___ Dataset content ___

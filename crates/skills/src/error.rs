use std::{error::Error as StdError, path::PathBuf};

use prompthub_common::FromMessage;

use crate::validate::NameIssue;

#[derive(Debug, thiserror::Error)]
pub enum Error {
    #[error(transparent)]
    Io(#[from] std::io::Error),
    #[error(transparent)]
    Json(#[from] serde_json::Error),
    #[error(transparent)]
    Sqlx(#[from] sqlx::Error),
    #[error(transparent)]
    Migrate(#[from] sqlx::migrate::MigrateError),
    #[error(transparent)]
    Reqwest(#[from] reqwest::Error),
    #[error("invalid GitHub URL '{url}': expected github.com/<owner>/<repo>")]
    InvalidUrl { url: String },
    #[error("invalid skill name '{name}': {issue}")]
    InvalidName { name: String, issue: NameIssue },
    #[error("{} already exists", path.display())]
    AlreadyExists { path: PathBuf },
    #[error("a skill named '{name}' already exists")]
    Conflict { name: String },
    #[error("{what} not found: {key}")]
    NotFound { what: &'static str, key: String },
    #[error("unknown platform '{id}'")]
    UnknownPlatform { id: String },
    #[error("failed to execute `{operation}`: {source}")]
    CommandExecution {
        operation: &'static str,
        #[source]
        source: std::io::Error,
    },
    #[error("`{operation}` failed: {stderr}")]
    CommandFailed {
        operation: &'static str,
        stderr: String,
    },
    #[error("GET {url} returned HTTP {status}")]
    HttpStatus { url: String, status: u16 },
    #[error("response from {url} exceeds {limit} bytes")]
    TooLarge { url: String, limit: u64 },
    #[error("{message}")]
    Message { message: String },
    #[error("{context}: {source}")]
    External {
        context: String,
        #[source]
        source: Box<dyn StdError + Send + Sync>,
    },
}

impl Error {
    #[must_use]
    pub fn message(message: impl Into<String>) -> Self {
        Self::Message {
            message: message.into(),
        }
    }

    #[must_use]
    pub fn not_found(what: &'static str, key: impl Into<String>) -> Self {
        Self::NotFound {
            what,
            key: key.into(),
        }
    }

    #[must_use]
    pub fn command_execution(operation: &'static str, source: std::io::Error) -> Self {
        Self::CommandExecution { operation, source }
    }

    #[must_use]
    pub fn command_failed(operation: &'static str, stderr: impl Into<String>) -> Self {
        Self::CommandFailed {
            operation,
            stderr: stderr.into(),
        }
    }

    #[must_use]
    pub fn external<E>(context: impl Into<String>, source: E) -> Self
    where
        E: StdError + Send + Sync + 'static,
    {
        Self::External {
            context: context.into(),
            source: Box::new(source),
        }
    }

    /// Validation failures raised before any I/O.
    #[must_use]
    pub fn is_validation(&self) -> bool {
        matches!(self, Self::InvalidUrl { .. } | Self::InvalidName { .. })
    }

    /// Duplicate name or install directory.
    #[must_use]
    pub fn is_conflict(&self) -> bool {
        matches!(self, Self::Conflict { .. } | Self::AlreadyExists { .. })
    }
}

impl FromMessage for Error {
    fn from_message(message: String) -> Self {
        Self::Message { message }
    }
}

pub type Result<T> = std::result::Result<T, Error>;

prompthub_common::impl_context!();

___

Aim of the task
Work through the records line by line and tally those that include the word "PathBuf". Give the number alone.

Solution to the problem
2